=== Required action ===
Write out every line below with no difference at all.

*** Opening Stored data ***

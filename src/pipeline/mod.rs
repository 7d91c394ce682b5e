//! Decode pipeline components.
//!
//! Two threads meet in the pipeline:
//!
//! ```text
//! Demuxer → Feeder → Backend ┄┄ backend worker → EventDispatcher → Muxer → Sinks
//!              ▲                                      │
//!              └──────────── PipelineState ◄──────────┘
//! ```
//!
//! - **Feeder**: runs on the caller's thread, pushes packets and blocks on
//!   the shared condition variable while the backend is full
//! - **EventDispatcher**: runs on backend threads, clears the buffer-full
//!   flag, records the end of stream and hands decoded blocks to the muxer
//! - **PipelineState**: the flags both sides share, one lock plus one
//!   condition variable
//!
//! Dispatcher handlers never wait on the feeder.

mod dispatch;
mod feeder;
mod state;

pub(crate) use dispatch::EventDispatcher;
pub(crate) use feeder::{Feeder, InputPort};
pub(crate) use state::{Counters, PipelineState, WaitOutcome};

*** Closing Stored data ***

=== Output of the exercise ===
filename src/pipeline/mod.rs
repository 7d91c394ce682b5e
//! Decode pipeline components.
//!
//! Two threads meet in the pipeline:
//!
//! ```text
//! Demuxer → Feeder → Backend ┄┄ backend worker → EventDispatcher → Muxer → Sinks
//!              ▲                                      │
//!              └──────────── PipelineState ◄──────────┘
//! ```
//!
//! - **Feeder**: runs on the caller's thread, pushes packets and blocks on
//!   the shared condition variable while the backend is full
//! - **EventDispatcher**: runs on backend threads, clears the buffer-full
//!   flag, records the end of stream and hands decoded blocks to the muxer
//! - **PipelineState**: the flags both sides share, one lock plus one
//!   condition variable
//!
//! Dispatcher handlers never wait on the feeder.

mod dispatch;
mod feeder;
mod state;

pub(crate) use dispatch::EventDispatcher;
pub(crate) use feeder::{Feeder, InputPort};
pub(crate) use state::{Counters, PipelineState, WaitOutcome};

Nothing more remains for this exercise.